**What this task involves**: All entries are to be given again verbatim.
━━━ Dataset content ━━━
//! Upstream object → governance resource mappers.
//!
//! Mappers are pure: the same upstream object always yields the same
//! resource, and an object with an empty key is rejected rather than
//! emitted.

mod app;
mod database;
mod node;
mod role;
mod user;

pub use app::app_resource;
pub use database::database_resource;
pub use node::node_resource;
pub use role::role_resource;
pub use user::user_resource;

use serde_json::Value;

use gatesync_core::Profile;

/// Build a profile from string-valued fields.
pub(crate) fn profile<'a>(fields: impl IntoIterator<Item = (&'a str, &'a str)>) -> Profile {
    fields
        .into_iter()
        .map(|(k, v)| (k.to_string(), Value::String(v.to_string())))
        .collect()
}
━━━
**Answer area**:
//! Upstream object → governance resource mappers.
//!
//! Mappers are pure: the same upstream object always yields the same
//! resource, and an object with an empty key is rejected rather than
//! emitted.

mod app;
mod database;
mod node;
mod role;
mod user;

pub use app::app_resource;
pub use database::database_resource;
pub use node::node_resource;
pub use role::role_resource;
pub use user::user_resource;

use serde_json::Value;

use gatesync_core::Profile;

/// Build a profile from string-valued fields.
pub(crate) fn profile<'a>(fields: impl IntoIterator<Item = (&'a str, &'a str)>) -> Profile {
    fields
        .into_iter()
        .map(|(k, v)| (k.to_string(), Value::String(v.to_string())))
        .collect()
}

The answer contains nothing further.